April 07, 2020

Flying Blind on Coronavirus: Why Random Testing is so Important.

The coronavirus crisis is one of the most disruptive events to hit the U.S. in a very long time.

Major sectors of the economy are being shuttered, people lives are being altered in the most profound ways, and the nation is facing extreme stress, the implications of which we do not understand.

Extraordinarily serious decisions are being made without key information:  how many individuals have active infections?  How many have had the virus and now have immunity?  What percentage of infected individuals have few or no symptoms?  Who is currently infected and needs to be quarantined?  Is the current reduction in cases in Washington and elsewhere mainly the result of social distancing or the herd immunity of an increasing number of individuals that have had the virus?

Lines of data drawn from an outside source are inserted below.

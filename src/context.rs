//! The negotiation state machine.
//!
//! A [`SecurityContext`] is driven one round at a time by the caller, who owns the transport:
//! `initiate`/`accept` take the peer's last token and return the token to send back.
//!
//! ```text
//! Idle -> Negotiating -> Established
//!   \          \
//!    `----------`-> Failed
//! ```
//!
//! Nothing leaves `Established` or `Failed`. A failure releases the provider context at once.

use std::fmt;
use std::sync::Arc;

use time::{Duration, OffsetDateTime};

use crate::buffer::{self, Token};
use crate::builders::{AcceptSecurityContext, FilledInitializeSecurityContext};
use crate::channel_bindings::ChannelBindings;
use crate::config::EmptyContinuePolicy;
use crate::credentials::CredentialHandle;
use crate::gss::GssShared;
use crate::mechanism::MechanismId;
use crate::name::PrincipalName;
use crate::provider::{AcceptSecContextCall, InitSecContextCall, Outcome, RawHandle, SecContextOutput};
use crate::registry::{kind, HandleKind, Owned};
use crate::status::CallSite;
use crate::{ContextFlags, Error, ErrorKind, Result, SecurityStatus};

#[derive(Debug, Copy, Clone, PartialEq, Eq)]
pub enum NegotiationState {
    Idle,
    Negotiating,
    Established,
    Failed,
}

#[derive(Debug, Copy, Clone, PartialEq, Eq)]
pub enum ContextRole {
    Initiator,
    Acceptor,
}

impl fmt::Display for ContextRole {
    fn fmt(&self, f: &mut fmt::Formatter<'_>) -> fmt::Result {
        match self {
            ContextRole::Initiator => f.write_str("initiator"),
            ContextRole::Acceptor => f.write_str("acceptor"),
        }
    }
}

/// Result of one negotiation round.
///
/// `output` is the token to send to the peer. It can be absent while `status` is
/// `ContinueNeeded` (the peer has to speak first). A present but empty token is kept as is in
/// both states: the mechanism produced a buffer and the peer expects the round trip.
#[derive(Debug, Clone, PartialEq)]
pub struct NegotiationStep {
    pub status: SecurityStatus,
    pub output: Option<Token>,
}

impl NegotiationStep {
    pub fn is_complete(&self) -> bool {
        self.status == SecurityStatus::Ok
    }
}

#[derive(Debug)]
pub struct SecurityContext {
    shared: Arc<GssShared>,
    role: ContextRole,
    state: NegotiationState,
    credential: Option<CredentialHandle>,
    target: Option<PrincipalName>,
    mechanism: MechanismId,
    negotiated_mechanism: Option<MechanismId>,
    requested_flags: ContextFlags,
    achieved_flags: ContextFlags,
    channel_bindings: Option<ChannelBindings>,
    lifetime: Option<u32>,
    handle: Option<Owned<kind::Context>>,
    destroyed: bool,
    peer_name: Option<String>,
    expiry: Option<OffsetDateTime>,
    rounds: u32,
}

For all these questions, we do not know the answer. 

Our best medical scientists and epidemiologists, including a highly respected group at the University of Washington, are making projections of the future progression of the pandemic, but without sufficient information for initializing their models, resulting in a rapid decline of accuracy with time and large uncertainty in the projections.

We are flying blind.

Lack of information undermines our ability to manage the crisis.  And it doesn't have to be this way.

The bottom line of this blog is that we must immediately begin random sampling of the population using both PCR testing that tells up about active infections and antibody tests that informs about who has been infected int the past.

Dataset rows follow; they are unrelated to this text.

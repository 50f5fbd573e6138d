//! Translation of the provider's two-level (major/minor) status codes into [`SecurityStatus`]
//! or a typed [`Error`].
//!
//! The major status drives control flow. The minor status is mechanism specific and only ends
//! up in the error description and in [`GssStatus`].

use std::fmt;

use bitflags::bitflags;
use num_derive::{FromPrimitive, ToPrimitive};
use num_traits::{FromPrimitive, ToPrimitive};

use crate::mechanism::MechanismId;
use crate::provider::{GssProvider, StatusType};
use crate::{Error, ErrorKind, Result, SecurityStatus};

const CALLING_ERROR_OFFSET: u32 = 24;
const ROUTINE_ERROR_OFFSET: u32 = 16;
const CALLING_ERROR_MASK: u32 = 0xff << CALLING_ERROR_OFFSET;
const ROUTINE_ERROR_MASK: u32 = 0xff << ROUTINE_ERROR_OFFSET;
const SUPPLEMENTARY_INFO_MASK: u32 = 0xffff;

/// `GSS_S_COMPLETE`
pub const GSS_S_COMPLETE: u32 = 0;

/// GSS-API routine errors (RFC 2744, section 3.9.1), stored unshifted.
#[derive(Debug, Copy, Clone, PartialEq, Eq, FromPrimitive, ToPrimitive)]
pub enum RoutineError {
    BadMech = 1,
    BadName = 2,
    BadNameType = 3,
    BadBindings = 4,
    BadStatus = 5,
    BadSig = 6,
    NoCred = 7,
    NoContext = 8,
    DefectiveToken = 9,
    DefectiveCredential = 10,
    CredentialsExpired = 11,
    ContextExpired = 12,
    Failure = 13,
    BadQop = 14,
    Unauthorized = 15,
    Unavailable = 16,
    DuplicateElement = 17,
    NameNotMn = 18,
    BadMechAttr = 19,
}

impl RoutineError {
    /// The error placed in the routine-error field of a major status.
    pub fn major(self) -> u32 {
        self.to_u32().unwrap_or(RoutineError::Failure as u32) << ROUTINE_ERROR_OFFSET
    }

    fn description(self) -> &'static str {
        match self {
            RoutineError::BadMech => "an unsupported mechanism was requested",
            RoutineError::BadName => "an invalid name was supplied",
            RoutineError::BadNameType => "a supplied name was of an unsupported type",
            RoutineError::BadBindings => "incorrect channel bindings were supplied",
            RoutineError::BadStatus => "an invalid status code was supplied",
            RoutineError::BadSig => "a token had an invalid MIC",
            RoutineError::NoCred => "no credentials were supplied, or the credentials were unavailable or inaccessible",
            RoutineError::NoContext => "no context has been established",
            RoutineError::DefectiveToken => "a token was invalid",
            RoutineError::DefectiveCredential => "a credential was invalid",
            RoutineError::CredentialsExpired => "the referenced credentials have expired",
            RoutineError::ContextExpired => "the context has expired",
            RoutineError::Failure => "unspecified GSS failure",
            RoutineError::BadQop => "the quality-of-protection requested could not be provided",
            RoutineError::Unauthorized => "the operation is forbidden by local security policy",
            RoutineError::Unavailable => "the operation or option is unavailable",
            RoutineError::DuplicateElement => "the requested credential element already exists",
            RoutineError::NameNotMn => "the provided name was not a mechanism name",
            RoutineError::BadMechAttr => "an unsupported mechanism attribute was requested",
        }
    }
}

/// GSS-API calling errors: the provider could not read or write the call arguments.
#[derive(Debug, Copy, Clone, PartialEq, Eq, FromPrimitive, ToPrimitive)]
pub enum CallingError {
    InaccessibleRead = 1,
    InaccessibleWrite = 2,
    BadStructure = 3,
}

bitflags! {
    /// Supplementary information bits of a major status.
    #[derive(Debug, Clone, Copy, PartialEq, Eq)]
    pub struct SupplementaryInfo: u32 {
        const CONTINUE_NEEDED = 1;
        const DUPLICATE_TOKEN = 2;
        const OLD_TOKEN = 4;
        const UNSEQ_TOKEN = 8;
        const GAP_TOKEN = 16;
    }
}

impl SupplementaryInfo {
    /// Bits that report a replayed or out-of-order token.
    pub fn sequence_problems() -> Self {
        Self::DUPLICATE_TOKEN | Self::OLD_TOKEN | Self::UNSEQ_TOKEN | Self::GAP_TOKEN
    }
}

/// Raw GSS-API major status.
#[derive(Debug, Copy, Clone, PartialEq, Eq)]
pub struct MajorStatus(u32);

impl MajorStatus {
    pub const COMPLETE: MajorStatus = MajorStatus(GSS_S_COMPLETE);

    pub fn new(raw: u32) -> Self {
        Self(raw)
    }

    pub fn raw(self) -> u32 {
        self.0
    }

    pub fn calling_error(self) -> Option<CallingError> {
        let code = (self.0 & CALLING_ERROR_MASK) >> CALLING_ERROR_OFFSET;

        if code == 0 {
            None
        } else {
            // unknown calling errors are still calling errors
            Some(CallingError::from_u32(code).unwrap_or(CallingError::BadStructure))
        }
    }

    pub fn routine_error(self) -> Option<RoutineError> {
        let code = (self.0 & ROUTINE_ERROR_MASK) >> ROUTINE_ERROR_OFFSET;

        if code == 0 {
            None
        } else {
            Some(RoutineError::from_u32(code).unwrap_or(RoutineError::Failure))
        }
    }

    pub fn supplementary(self) -> SupplementaryInfo {
        SupplementaryInfo::from_bits_truncate(self.0 & SUPPLEMENTARY_INFO_MASK)
    }

    /// `GSS_ERROR()`: a calling or routine error is present.
    pub fn is_error(self) -> bool {
        self.0 & (CALLING_ERROR_MASK | ROUTINE_ERROR_MASK) != 0
    }

    pub fn is_continue_needed(self) -> bool {
        !self.is_error() && self.supplementary().contains(SupplementaryInfo::CONTINUE_NEEDED)
    }
}

impl From<RoutineError> for MajorStatus {
    fn from(error: RoutineError) -> Self {
        Self(error.major())
    }
}

impl From<SupplementaryInfo> for MajorStatus {
    fn from(info: SupplementaryInfo) -> Self {
        Self(info.bits())
    }
}

impl fmt::Display for MajorStatus {
    fn fmt(&self, f: &mut fmt::Formatter<'_>) -> fmt::Result {
        write!(f, "{:#010x}", self.0)
    }
}

/// Raw, mechanism-specific minor status. Diagnostic only.
#[derive(Debug, Copy, Clone, PartialEq, Eq)]
pub struct MinorStatus(pub u32);

impl fmt::Display for MinorStatus {
    fn fmt(&self, f: &mut fmt::Formatter<'_>) -> fmt::Result {
        write!(f, "{:#x}", self.0)
    }
}

/// The raw status behind a translated [`Error`].
#[derive(Debug, Clone, PartialEq)]
pub struct GssStatus {
    pub major: MajorStatus,
    pub minor: MinorStatus,
    pub mechanism: Option<MechanismId>,
}

impl fmt::Display for GssStatus {
    fn fmt(&self, f: &mut fmt::Formatter<'_>) -> fmt::Result {
        write!(f, "major {}, minor {}", self.major, self.minor)?;

        if let Some(mechanism) = &self.mechanism {
            write!(f, ", mechanism {}", mechanism)?;
        }

        Ok(())
    }
}

/// What kind of provider call produced the status. Some routine errors mean different
/// things depending on the phase: a defective token while negotiating is a failed exchange,
/// while during the data phase it means the message was tampered with.
#[derive(Debug, Copy, Clone, PartialEq, Eq)]
pub enum CallSite {
    Name,
    Credential,
    Negotiation,
    Protection,
    Release,
    Query,
}

/// Describes the routine part of a major status without asking the provider.
pub fn describe_major(major: u32) -> String {
    let status = MajorStatus::new(major);

    if let Some(calling) = status.calling_error() {
        return format!("calling error: {:?}", calling);
    }

    let mut parts = Vec::new();

    if let Some(routine) = status.routine_error() {
        parts.push(routine.description().to_owned());
    }

    let supplementary = status.supplementary();
    for (name, _) in supplementary.iter_names() {
        parts.push(name.to_lowercase().replace('_', " "));
    }

    if parts.is_empty() {
        "the operation completed successfully".to_owned()
    } else {
        parts.join(", ")
    }
}

/// Maps provider statuses to the crate's error taxonomy.
pub struct StatusTranslator<'a> {
    provider: &'a dyn GssProvider,
}

impl<'a> StatusTranslator<'a> {
    pub fn new(provider: &'a dyn GssProvider) -> Self {
        Self { provider }
    }

    /// Translates the status of one provider call.
    ///
    /// `CONTINUE_NEEDED` without a calling or routine error is never an error.
    pub fn translate(
        &self,
        site: CallSite,
        major: u32,
        minor: u32,
        mechanism: Option<&MechanismId>,
    ) -> Result<SecurityStatus> {
        let status = MajorStatus::new(major);

        if let Some(kind) = error_kind(site, status) {
            let description = self.describe(status, minor, mechanism);
            debug!(?site, major = %status, minor, ?kind, "provider call failed: {}", description);

            return Err(Error::with_status(
                kind,
                description,
                GssStatus {
                    major: status,
                    minor: MinorStatus(minor),
                    mechanism: mechanism.cloned(),
                },
            ));
        }

        if status.is_continue_needed() {
            Ok(SecurityStatus::ContinueNeeded)
        } else {
            Ok(SecurityStatus::Ok)
        }
    }

    /// Human-readable text for both codes, as reported by the provider.
    pub fn describe(&self, major: MajorStatus, minor: u32, mechanism: Option<&MechanismId>) -> String {
        let major_text = self.provider.display_status(major.raw(), StatusType::Gss, None);

        if minor == 0 {
            major_text
        } else {
            let minor_text = self.provider.display_status(minor, StatusType::Mechanism, mechanism);

            format!("{}: {}", major_text, minor_text)
        }
    }
}

fn error_kind(site: CallSite, status: MajorStatus) -> Option<ErrorKind> {
    if status.calling_error().is_some() {
        return Some(ErrorKind::InternalError);
    }

    if let Some(routine) = status.routine_error() {
        return Some(match routine {
            RoutineError::BadMech | RoutineError::BadMechAttr | RoutineError::Unavailable => {
                ErrorKind::MechanismUnsupported
            }
            RoutineError::BadName | RoutineError::BadNameType | RoutineError::NameNotMn => ErrorKind::NameResolution,
            RoutineError::NoCred | RoutineError::DefectiveCredential => ErrorKind::CredentialUnavailable,
            RoutineError::CredentialsExpired => ErrorKind::CredentialsExpired,
            RoutineError::ContextExpired => ErrorKind::ContextExpired,
            RoutineError::NoContext => ErrorKind::ContextNotEstablished,
            RoutineError::BadSig | RoutineError::DefectiveToken => match site {
                CallSite::Protection => ErrorKind::IntegrityViolation,
                _ => ErrorKind::NegotiationFailed,
            },
            RoutineError::BadBindings => ErrorKind::NegotiationFailed,
            RoutineError::BadQop | RoutineError::BadStatus => ErrorKind::InvalidParameter,
            RoutineError::Failure | RoutineError::Unauthorized | RoutineError::DuplicateElement => match site {
                CallSite::Name => ErrorKind::NameResolution,
                CallSite::Credential => ErrorKind::CredentialUnavailable,
                CallSite::Negotiation => ErrorKind::NegotiationFailed,
                CallSite::Protection | CallSite::Release | CallSite::Query => ErrorKind::InternalError,
            },
        });
    }

    let supplementary = status.supplementary();
    if supplementary.intersects(SupplementaryInfo::sequence_problems()) {
        match site {
            CallSite::Protection => return Some(ErrorKind::SequenceViolation),
            // a replayed initial token is an attack on the exchange itself
            CallSite::Negotiation if supplementary.contains(SupplementaryInfo::DUPLICATE_TOKEN) => {
                return Some(ErrorKind::NegotiationFailed)
            }
            _ => {}
        }
    }

    None
}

Random sampling of populations is an essential tool for the social, biological, and physical sciences. 

Political pollsters randomly sample potential voters to predict the outcomes of elections.   They don't provide election projections by counting the number of avowed Democrats or Republicans who come knocking on their door.   In a variety of fields, random sampling of populations is a key tool for decision making.  But in the coronavirus situation, we are content not to use this powerful tool, even when we make the gravest decisions.  It doesn't make sense.

Here in Washington State, virtually all the testing is being used to determine whether individuals suffering from a respiratory illness ailments have active coronavirus infections.  There is, of course,  good reason to test sick individuals:  their treatment plan can be enhanced with such knowledge and their care-givers need to know whether they require protection (PPEs-- personal protection equipment).  We know how many folks are getting tested (and not everyone that is sick is getting tested) and the percentage of those tests that are positive for active COVID infections.  That is not enough.

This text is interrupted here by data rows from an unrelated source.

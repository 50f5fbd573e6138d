//! Key derivation and the AES256-CTS-HMAC-SHA1-96 primitives every loopback mechanism uses.

use picky_krb::crypto::{CipherSuite, KerberosCryptoError};
use rand::rngs::OsRng;
use rand::RngCore;

use crate::Secret;

const KEY_LEN: usize = 32;

fn suite() -> CipherSuite {
    CipherSuite::Aes256CtsHmacSha196
}

pub(super) fn etype() -> u8 {
    u8::from(suite())
}

pub(super) fn string_to_key(password: &str, salt: &str) -> Result<Secret<Vec<u8>>, KerberosCryptoError> {
    let key = suite()
        .cipher()
        .generate_key_from_password(password.as_bytes(), salt.as_bytes())?;

    Ok(Secret::new(key))
}

pub(super) fn random_key() -> Secret<Vec<u8>> {
    let mut key = vec![0; KEY_LEN];
    OsRng.fill_bytes(&mut key);

    Secret::new(key)
}

pub(super) fn random_bytes<const N: usize>() -> [u8; N] {
    let mut data = [0; N];
    OsRng.fill_bytes(&mut data);

    data
}

pub(super) fn encrypt(key: &Secret<Vec<u8>>, usage: i32, data: &[u8]) -> Result<Vec<u8>, KerberosCryptoError> {
    suite().cipher().encrypt(key.as_ref(), usage, data)
}

pub(super) fn decrypt(key: &Secret<Vec<u8>>, usage: i32, data: &[u8]) -> Result<Vec<u8>, KerberosCryptoError> {
    suite().cipher().decrypt(key.as_ref(), usage, data)
}

pub(super) fn checksum(key: &Secret<Vec<u8>>, usage: i32, data: &[u8]) -> Result<Vec<u8>, KerberosCryptoError> {
    suite().cipher().checksum_type().hasher().checksum(key.as_ref(), usage, data)
}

The current testing regime leaves decision makers poorly informed.   How many individuals currently have active infections, with or without symptoms?  How many people have had the virus and are now potentially immune?  We don't know.  And without such information, it is nearly impossible to project the future.

Some of the best information we have on infections locally comes from the testing done by the UW Virology Department.  As of yesterday, they had tested about 51,000 individuals, with roughly 10% testing positive.  Surely, the percentage of the total population that is currently infected with COVID-19 must be less than this percentage derived from sick folks (who can be ill for a number of reasons)--but how much less?  Testing ramped up in March went goes up and down.

Below is a figure that has never been shown in the media:  the ratio of positive to negative results from the UW Virology testing.  The ratio substantially increased between mid-March to the end of the month (from roughly 6% to  17%), suggesting that a higher proportion of tested sick people were suffering from COVID-19.  Importantly, that number has been declining rapidly in April, suggesting major progress.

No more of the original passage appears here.